Carroll served in the U.S. Army in counter-intelligence at bases in Arizona, the Presidio, Washington State and even Korea before he heard the call of law enforcement.
He was a deputy sheriff with the Defiance County Sheriff's Office from 1992 to 1996, and thereafter was a police officer with the city of Napoleon, attaining the rank of lieutenant.
He came to the village in 2009, hired simultaneously into both positions.
Carroll holds two master's degrees - one in criminal justice, the other an MBA - from Defiance College.
"When this opportunity popped up, it was unique in the offer because it was, one, something I've never done before. The law enforcement side I thought I had substantial experience. But it really excited me as far as things I hadn't been able to do before, something new to learn. I really found I put my education to use."
Carroll's office and police headquarters are located in the village hall on North Church Street.
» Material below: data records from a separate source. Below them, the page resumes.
use std::sync::{Arc, LazyLock};

use regex::Regex;
use tracing::{debug, error, info, warn};
use uuid::Uuid;

use crate::errors::ServiceError;
use crate::messaging::WorkLog;
use crate::models::{ExtractionMode, FileData, QueueEntry, StatusSnapshot};
use crate::status_store::StatusStore;

static ACCEPTED_NAME: LazyLock<Regex> = LazyLock::new(|| Regex::new(r"(?i)^[^/\\]+\.pdf$").expect("static pattern"));

#[derive(Debug, Clone)]
pub struct UploadedFile {
  pub filename: String,
  pub content: Vec<u8>,
}

#[derive(Debug, Clone)]
pub struct Submission {
  pub task_id: Uuid,
  pub entry_id: String,
  pub mode: ExtractionMode,
  pub filenames: Vec<String>,
}

pub struct Submitter {
  log: Arc<dyn WorkLog>,
  status: Arc<StatusStore>,
}

impl Submitter {
  pub fn new(log: Arc<dyn WorkLog>, status: Arc<StatusStore>) -> Self {
    Self { log, status }
  }

  pub fn validate(files: &[UploadedFile], mode: &str) -> Result<ExtractionMode, ServiceError> {
    let mode: ExtractionMode = mode.parse().map_err(|_| {
      ServiceError::Validation(format!(
        "Mode must be one of {}",
        ExtractionMode::SUPPORTED.join(", ")
      ))
    })?;
    if files.is_empty() {
      return Err(ServiceError::Validation(
        "No files provided. Please upload at least one PDF file.".into(),
      ));
    }
    if let Some(file) = files.iter().find(|f| !ACCEPTED_NAME.is_match(&f.filename)) {
      return Err(ServiceError::InvalidFile {
        filename: file.filename.clone(),
        reason: "Only PDF files are accepted".into(),
      });
    }
    Ok(mode)
  }

  /// Queue a batch. The log entry is written before the PENDING status; if the
  /// second write fails the entry is already queued and the caller still sees
  /// `BrokerUnavailable`.
  pub async fn submit(&self, files: Vec<UploadedFile>, mode: &str) -> Result<Submission, ServiceError> {
    let mode = Self::validate(&files, mode).inspect_err(|e| warn!("Rejected submission: {}", e))?;

    let task_id = Uuid::new_v4();
    let total = files.len();
    let total_bytes: usize = files.iter().map(|f| f.content.len()).sum();
    let encoded: Vec<FileData> = files
      .iter()
      .map(|f| FileData::encode(&f.filename, &f.content))
      .collect();
    debug!(%task_id, total_bytes, "Encoded upload");

    let entry = QueueEntry::new(&task_id, mode, &encoded)
      .map_err(|e| ServiceError::Validation(format!("Unable to encode files: {}", e)))?;
    let entry_id = self.log.append(&entry.fields()).await.map_err(|e| {
      error!(%task_id, error = %e, "Failed to append task to the work log");
      ServiceError::from(e)
    })?;
    info!(%task_id, entry_id = %entry_id, "Task added to the work log");

    self
      .status
      .initialize(&StatusSnapshot::pending(&task_id.to_string(), total))
      .await
      .map_err(|e| {
        error!(%task_id, entry_id = %entry_id, error = %e, "Task queued without a status record");
        ServiceError::from(e)
      })?;
    info!(%task_id, total, %mode, "Task initialized");

    Ok(Submission {
      task_id,
      entry_id,
      mode,
      filenames: files.into_iter().map(|f| f.filename).collect(),
    })
  }
}
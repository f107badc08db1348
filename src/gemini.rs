//! Client for the Gemini `generateContent` endpoint.

use std::time::Instant;

use async_trait::async_trait;
use base64::Engine;
use base64::engine::general_purpose::STANDARD;
use reqwest::Client;
use serde::{Deserialize, Serialize};
use tracing::{debug, warn};

use crate::config::GeminiConfig;
use crate::errors::GenerationError;

/// A failable, non-deterministic text generation capability.
#[async_trait]
pub trait TextGenerator: Send + Sync {
  async fn generate(&self, prompt: &str) -> Result<String, GenerationError>;
}

#[derive(Debug, Serialize)]
struct GenerateRequest {
  contents: Vec<Content>,
}

#[derive(Debug, Serialize)]
struct Content {
  parts: Vec<Part>,
}

#[derive(Debug, Serialize)]
#[serde(untagged)]
enum Part {
  Text { text: String },
  Inline { inline_data: InlineData },
}

#[derive(Debug, Serialize)]
struct InlineData {
  mime_type: String,
  data: String,
}

#[derive(Debug, Deserialize)]
struct GenerateResponse {
  #[serde(default)]
  candidates: Vec<Candidate>,
}

#[derive(Debug, Deserialize)]
struct Candidate {
  content: Option<CandidateContent>,
}

#[derive(Debug, Deserialize)]
struct CandidateContent {
  #[serde(default)]
  parts: Vec<ResponsePart>,
}

#[derive(Debug, Deserialize)]
struct ResponsePart {
  text: Option<String>,
}

impl GenerateResponse {
  fn text(self) -> Option<String> {
    let text: String = self
      .candidates
      .into_iter()
      .next()?
      .content?
      .parts
      .into_iter()
      .filter_map(|p| p.text)
      .collect();
    (!text.trim().is_empty()).then_some(text)
  }
}

pub struct GeminiClient {
  client: Client,
  config: GeminiConfig,
}

impl GeminiClient {
  pub fn new(config: GeminiConfig) -> Result<Self, GenerationError> {
    let client = Client::builder().timeout(config.timeout).build()?;
    Ok(Self { client, config })
  }

  /// Generate from a prompt plus one inline document (e.g. a PDF).
  pub async fn generate_with_document(
    &self,
    prompt: &str,
    data: &[u8],
    mime_type: &str,
  ) -> Result<String, GenerationError> {
    let parts = vec![
      Part::Text { text: prompt.to_string() },
      Part::Inline {
        inline_data: InlineData {
          mime_type: mime_type.to_string(),
          data: STANDARD.encode(data),
        },
      },
    ];
    self.generate_content(parts).await
  }

  async fn generate_content(&self, parts: Vec<Part>) -> Result<String, GenerationError> {
    if self.config.api_key.is_empty() {
      return Err(GenerationError::Unavailable("GOOGLE_API_KEY is not set".into()));
    }
    let start = Instant::now();
    let request = GenerateRequest {
      contents: vec![Content { parts }],
    };
    let response = self
      .client
      .post(format!("{}/models/{}:generateContent", self.config.base_url, self.config.model))
      .header("x-goog-api-key", &self.config.api_key)
      .json(&request)
      .send()
      .await?;

    if !response.status().is_success() {
      let status = response.status().as_u16();
      let body = response.text().await.unwrap_or_default();
      warn!(status, "Gemini request rejected");
      return Err(GenerationError::Status { status, body });
    }

    let text = response
      .json::<GenerateResponse>()
      .await?
      .text()
      .ok_or(GenerationError::Empty)?;
    debug!(
      model = %self.config.model,
      response_len = text.len(),
      duration_ms = start.elapsed().as_millis() as u64,
      "Generation complete"
    );
    Ok(text)
  }
}

#[async_trait]
impl TextGenerator for GeminiClient {
  async fn generate(&self, prompt: &str) -> Result<String, GenerationError> {
    self
      .generate_content(vec![Part::Text { text: prompt.to_string() }])
      .await
  }
}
Fifty percent of his salary comes from his police chief position, and the other half from the village side.
"Balancing them on daily things is just based on priority," he said of juggling both jobs, "whatever needs to be done on a particular day."
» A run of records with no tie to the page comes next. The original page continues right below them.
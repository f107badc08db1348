use futures::TryStreamExt;
use serde::Serialize;
use serde_json::{Value, json};
use tracing::{error, info};
use warp::http::header::{CONTENT_DISPOSITION, CONTENT_TYPE};
use warp::http::{Response, StatusCode};
use warp::multipart::{FormData, Part};
use warp::{Buf, Filter, Reply};

use super::{AppState, with_state};
use crate::errors::ServiceError;
use crate::models::{FileRecord, StatusSnapshot};
use crate::submitter::UploadedFile;

const MAX_UPLOAD_BYTES: u64 = 200 * 1024 * 1024;

#[derive(Serialize)]
pub struct UploadResponse {
  pub task_id: String,
  pub status: String,
  pub message: String,
  pub files: Vec<String>,
  pub mode: String,
  pub endpoints: Value,
}

#[derive(Serialize)]
pub struct DownloadResponse {
  pub task_id: String,
  pub summaries: std::collections::BTreeMap<String, String>,
  pub files: Vec<FileRecord>,
  pub markdown_download_endpoint: String,
}

pub fn task_routes(state: AppState) -> impl Filter<Extract = impl Reply, Error = warp::Rejection> + Clone {
  upload_route(state.clone())
    .or(status_route(state.clone()))
    .or(download_route(state.clone()))
    .or(download_markdown_route(state.clone()))
    .or(health_route(state))
    .or(root_route())
}

pub fn upload_route(state: AppState) -> impl Filter<Extract = impl Reply, Error = warp::Rejection> + Clone {
  warp::path("upload")
    .and(warp::path::end())
    .and(warp::post())
    .and(warp::multipart::form().max_length(MAX_UPLOAD_BYTES))
    .and(with_state(state))
    .and_then(handle_upload)
}

pub fn status_route(state: AppState) -> impl Filter<Extract = impl Reply, Error = warp::Rejection> + Clone {
  warp::path!("status" / String)
    .and(warp::get())
    .and(with_state(state))
    .and_then(handle_status)
}

pub fn download_route(state: AppState) -> impl Filter<Extract = impl Reply, Error = warp::Rejection> + Clone {
  warp::path!("download" / String)
    .and(warp::get())
    .and(with_state(state))
    .and_then(handle_download)
}

pub fn download_markdown_route(state: AppState) -> impl Filter<Extract = impl Reply, Error = warp::Rejection> + Clone {
  warp::path!("download-markdown" / String)
    .and(warp::get())
    .and(with_state(state))
    .and_then(handle_download_markdown)
}

pub fn health_route(state: AppState) -> impl Filter<Extract = impl Reply, Error = warp::Rejection> + Clone {
  warp::path("health")
    .and(warp::path::end())
    .and(warp::get())
    .and(with_state(state))
    .and_then(handle_health)
}

pub fn root_route() -> impl Filter<Extract = impl Reply, Error = warp::Rejection> + Clone {
  warp::path::end().and(warp::get()).map(|| {
    warp::reply::json(&json!({
      "message": "Document processing API with AI summarization",
      "status": "running",
      "features": [
        "PDF to Markdown conversion (local or Gemini)",
        "AI-powered summarization with chunked processing",
        "Async task queue with Redis Streams"
      ],
      "endpoints": {
        "upload": "/upload (POST) - Upload PDFs, returns task_id",
        "status": "/status/{task_id} (GET) - Check task progress",
        "download": "/download/{task_id} (GET) - Get summaries as JSON",
        "download_markdown": "/download-markdown/{task_id} (GET) - Download markdown files",
        "sse": "/sse?task_id={task_id} (GET) - Stream status updates",
        "health": "/health (GET) - Health check"
      }
    }))
  })
}

async fn read_part(part: Part) -> Result<Vec<u8>, warp::Error> {
  part
    .stream()
    .try_fold(Vec::new(), |mut acc, buf| async move {
      acc.extend_from_slice(buf.chunk());
      Ok(acc)
    })
    .await
}

async fn read_form(form: FormData) -> Result<(Vec<UploadedFile>, Option<String>), ServiceError> {
  let parts: Vec<Part> = form
    .try_collect()
    .await
    .map_err(|e| ServiceError::Validation(format!("Malformed multipart body: {}", e)))?;

  let mut files = Vec::new();
  let mut mode = None;
  for part in parts {
    let name = part.name().to_string();
    let filename = part.filename().map(str::to_string);
    let data = read_part(part)
      .await
      .map_err(|e| ServiceError::Validation(format!("Failed to read part `{}`: {}", name, e)))?;
    match name.as_str() {
      "mode" => mode = Some(String::from_utf8_lossy(&data).trim().to_string()),
      "files" | "file" => files.push(UploadedFile {
        filename: filename.unwrap_or_default(),
        content: data,
      }),
      _ => {}
    }
  }
  Ok((files, mode))
}

async fn handle_upload(form: FormData, state: AppState) -> Result<impl Reply, warp::Rejection> {
  let (files, mode) = read_form(form).await.map_err(warp::reject::custom)?;
  let mode = mode.ok_or_else(|| warp::reject::custom(ServiceError::Validation("Missing `mode` field".into())))?;
  info!(files = files.len(), mode = %mode, "Upload request received");

  let submission = state.submitter.submit(files, &mode).await.map_err(warp::reject::custom)?;
  let task_id = submission.task_id.to_string();
  let response = UploadResponse {
    message: format!("Processing {} file(s) in background", submission.filenames.len()),
    status: "queued".into(),
    files: submission.filenames,
    mode: submission.mode.to_string(),
    endpoints: json!({
      "status": format!("/status/{}", task_id),
      "download": format!("/download/{}", task_id),
    }),
    task_id,
  };
  Ok(warp::reply::json(&response))
}

/// Flat projection of a snapshot for pollers.
pub fn status_body(snapshot: &StatusSnapshot) -> Value {
  let state = snapshot.state();
  let mut body = json!({
    "task_id": snapshot.task_id(),
    "state": state,
    "status": state,
    "message": snapshot.message(),
  });
  let extra = match snapshot {
    StatusSnapshot::Pending { total, current, .. } => json!({"total": total, "current": current}),
    StatusSnapshot::Processing { total, current, processed, failed, .. } => json!({
      "total": total,
      "current": current,
      "processed": processed,
      "failed": failed,
    }),
    StatusSnapshot::Success { task_id, total, processed, failed, mode, .. } => json!({
      "total": total,
      "current": total,
      "processed": processed,
      "failed": failed,
      "mode": mode,
      "download_url": format!("/download/{}", task_id),
    }),
    StatusSnapshot::Failure { error, .. } => json!({"total": 0, "current": 0, "error": error}),
  };
  if let (Some(body), Value::Object(extra)) = (body.as_object_mut(), extra) {
    body.extend(extra);
  }
  body
}

async fn handle_status(task_id: String, state: AppState) -> Result<impl Reply, warp::Rejection> {
  let snapshot = state.results.get_status(&task_id).await.map_err(warp::reject::custom)?;
  Ok(warp::reply::json(&status_body(&snapshot)))
}

async fn handle_download(task_id: String, state: AppState) -> Result<impl Reply, warp::Rejection> {
  let artifacts = state.results.get_artifacts(&task_id).await.map_err(warp::reject::custom)?;
  Ok(warp::reply::json(&DownloadResponse {
    markdown_download_endpoint: format!("/download-markdown/{}", task_id),
    task_id,
    summaries: artifacts.summaries,
    files: artifacts.files,
  }))
}

async fn handle_download_markdown(task_id: String, state: AppState) -> Result<warp::reply::Response, warp::Rejection> {
  let mut documents = state
    .results
    .get_markdown_artifacts(&task_id)
    .await
    .map_err(warp::reject::custom)?;

  if documents.len() == 1
    && let Some((md_filename, text)) = documents.pop_first()
  {
    info!(task_id = %task_id, md_filename = %md_filename, "Returning single markdown file");
    return Response::builder()
      .header(CONTENT_TYPE, "text/markdown; charset=utf-8")
      .header(CONTENT_DISPOSITION, format!("attachment; filename=\"{}\"", md_filename.replace('"', "")))
      .body(text.into())
      .map_err(|e| {
        error!(error = %e, "Failed to build markdown response");
        warp::reject::custom(ServiceError::ArtifactsExpired(task_id))
      });
  }

  info!(task_id = %task_id, count = documents.len(), "Returning markdown files");
  Ok(warp::reply::json(&documents).into_response())
}

async fn handle_health(state: AppState) -> Result<impl Reply, warp::Rejection> {
  match state.status.ping().await {
    Ok(()) => Ok(warp::reply::with_status(
      warp::reply::json(&json!({"status": "healthy", "redis": "connected"})),
      StatusCode::OK,
    )),
    Err(e) => {
      error!(error = %e, "Health check failed");
      Err(warp::reject::custom(ServiceError::BrokerUnavailable(format!("Redis error: {}", e))))
    }
  }
}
One of the items consuming his time currently is the village's plans to build a new village hall on the site of the former Haskins Elementary School. The project is slated to cost approximately $300,000.
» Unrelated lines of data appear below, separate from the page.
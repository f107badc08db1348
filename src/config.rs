use std::env;
use std::str::FromStr;
use std::time::Duration;

use tracing::warn;

use crate::worker_loop::WorkerConfig;

const DEFAULT_CORS_ORIGINS: &str = "http://localhost:5173,http://localhost:3000";

#[derive(Debug, Clone)]
pub struct Config {
  pub redis_url: String,
  pub stream_name: String,
  pub consumer_group: String,
  pub consumer_name: String,
  pub worker_concurrency: usize,
  /// Words per summarization call.
  pub chunk_size: usize,
  /// Lifetime of a task's status record and artifacts, counted from submission.
  pub task_expiration: Duration,
  pub reclaim_idle: Duration,
  pub read_block: Duration,
  pub reclaim_batch: usize,
  pub error_backoff: Duration,
  pub server_port: u16,
  /// Browser origins allowed to call the API.
  pub cors_origins: Vec<String>,
  pub gemini: GeminiConfig,
}

#[derive(Clone)]
pub struct GeminiConfig {
  pub api_key: String,
  pub model: String,
  pub base_url: String,
  pub timeout: Duration,
}

impl std::fmt::Debug for GeminiConfig {
  fn fmt(&self, f: &mut std::fmt::Formatter<'_>) -> std::fmt::Result {
    f.debug_struct("GeminiConfig")
      .field("api_key", &if self.api_key.is_empty() { "<unset>" } else { "<redacted>" })
      .field("model", &self.model)
      .field("base_url", &self.base_url)
      .field("timeout", &self.timeout)
      .finish()
  }
}

impl Default for GeminiConfig {
  fn default() -> Self {
    Self {
      api_key: String::new(),
      model: "gemini-2.0-flash".into(),
      base_url: "https://generativelanguage.googleapis.com/v1beta".into(),
      timeout: Duration::from_secs(120),
    }
  }
}

impl Default for Config {
  fn default() -> Self {
    Self {
      redis_url: "redis://localhost:6379/0".into(),
      stream_name: "pdf_processing_tasks".into(),
      consumer_group: "pdf_workers".into(),
      consumer_name: "worker_1".into(),
      worker_concurrency: 1,
      chunk_size: 5000,
      task_expiration: Duration::from_secs(3600),
      reclaim_idle: Duration::from_millis(60_000),
      read_block: Duration::from_millis(5_000),
      reclaim_batch: 10,
      error_backoff: Duration::from_millis(5_000),
      server_port: 8000,
      cors_origins: parse_origins(DEFAULT_CORS_ORIGINS),
      gemini: GeminiConfig::default(),
    }
  }
}

impl Config {
  pub fn from_env() -> Self {
    let defaults = Self::default();
    Self {
      redis_url: env::var("REDIS_URL").unwrap_or(defaults.redis_url),
      stream_name: env::var("STREAM_NAME").unwrap_or(defaults.stream_name),
      consumer_group: env::var("CONSUMER_GROUP").unwrap_or(defaults.consumer_group),
      consumer_name: env::var("WORKER_NAME").unwrap_or(defaults.consumer_name),
      worker_concurrency: parse_var("WORKER_CONCURRENCY", defaults.worker_concurrency).max(1),
      chunk_size: parse_var("CHUNK_SIZE", defaults.chunk_size).max(1),
      task_expiration: Duration::from_secs(parse_var("TASK_EXPIRATION", defaults.task_expiration.as_secs())),
      reclaim_idle: Duration::from_millis(parse_var("RECLAIM_IDLE_MS", 60_000)),
      read_block: Duration::from_millis(parse_var("READ_BLOCK_MS", 5_000)),
      reclaim_batch: parse_var("RECLAIM_BATCH", defaults.reclaim_batch).max(1),
      error_backoff: Duration::from_millis(parse_var("ERROR_BACKOFF_MS", 5_000)),
      server_port: parse_var("SERVER_PORT", defaults.server_port),
      cors_origins: env::var("CORS_ORIGINS")
        .ok()
        .map(|v| parse_origins(&v))
        .filter(|origins| !origins.is_empty())
        .unwrap_or(defaults.cors_origins),
      gemini: GeminiConfig {
        api_key: env::var("GOOGLE_API_KEY").unwrap_or_default(),
        model: env::var("GEMINI_MODEL").unwrap_or(defaults.gemini.model),
        base_url: env::var("GEMINI_BASE_URL").unwrap_or(defaults.gemini.base_url),
        timeout: defaults.gemini.timeout,
      },
    }
  }

  /// Worker settings for one slot of the worker pool. A single slot keeps the
  /// configured consumer name so restarts reclaim their own pending entries.
  pub fn worker_config(&self, slot: usize) -> WorkerConfig {
    let consumer = if self.worker_concurrency > 1 {
      format!("{}-{}", self.consumer_name, slot)
    } else {
      self.consumer_name.clone()
    };
    WorkerConfig {
      consumer,
      reclaim_idle: self.reclaim_idle,
      read_block: self.read_block,
      reclaim_batch: self.reclaim_batch,
      error_backoff: self.error_backoff,
    }
  }
}

/// Comma-separated `scheme://host[:port]` origins. Anything else is skipped.
pub fn parse_origins(raw: &str) -> Vec<String> {
  raw
    .split(',')
    .map(str::trim)
    .filter(|origin| !origin.is_empty())
    .filter_map(|origin| match origin.split_once("://") {
      Some((scheme, host)) if !scheme.is_empty() && !host.is_empty() && !host.contains('/') => {
        Some(origin.to_string())
      }
      _ => {
        warn!(origin, "Ignoring invalid CORS origin");
        None
      }
    })
    .collect()
}

fn parse_var<T: FromStr>(name: &str, default: T) -> T {
  env::var(name)
    .ok()
    .and_then(|v| v.trim().parse().ok())
    .unwrap_or(default)
}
The police department usually receives about 600 calls for service a year. In addition to Carroll, the department has two full-time officers, and six part-time personnel, as well as a police auxiliary.
"We just try to kind of fill in as much time as possible with the staff we have," he said.
"Because of the dual roles, I'm considered part-time" as an officer.
Carroll himself responds to service calls, but has also found himself in a variety of other situations through his jobs - say, for instance, changing the batteries of an elderly resident's smoke detector, or helping to pour concrete at one of the parks. Carroll also serves as the village's IT specialist.
"We take on a lot of our own projects," he said, adding later "it's kind of just general day-to-day business."
Carroll most enjoys the fact that his jobs allow him to interact with the community.
"This is a close-knit, very friendly community," he said. "They're happy to see you, enjoy speaking with you, and generally just are pleased that we're here."
There are challenges to having two different positions too, he allowed.
"Here the most challenging is dealing with things that I haven't yet encountered, especially on the village administrator side. It's somewhat of a stretch for me being comfortable and familiar with dealing with daily law enforcement business," and then going on to larger village matters.
"So when I say challenging, I think that's in a good way."
"I've got a great support staff on both sides. It's nice - if I get pulled away and tied up on the law enforcement side of things, the staff here picks up things and helps out. I think everyone here is wearing multiple hats. They chip in and get the job done."
Carroll and his wife have four children - three sons and a daughter - and two grandchildren. His son has followed his father's footsteps into the military and is serving in the Marine Corps.
"I'm at a very pleasing place in my life," said Carroll. "You get to see your kids and how they're doing so well as adults, and my career is great."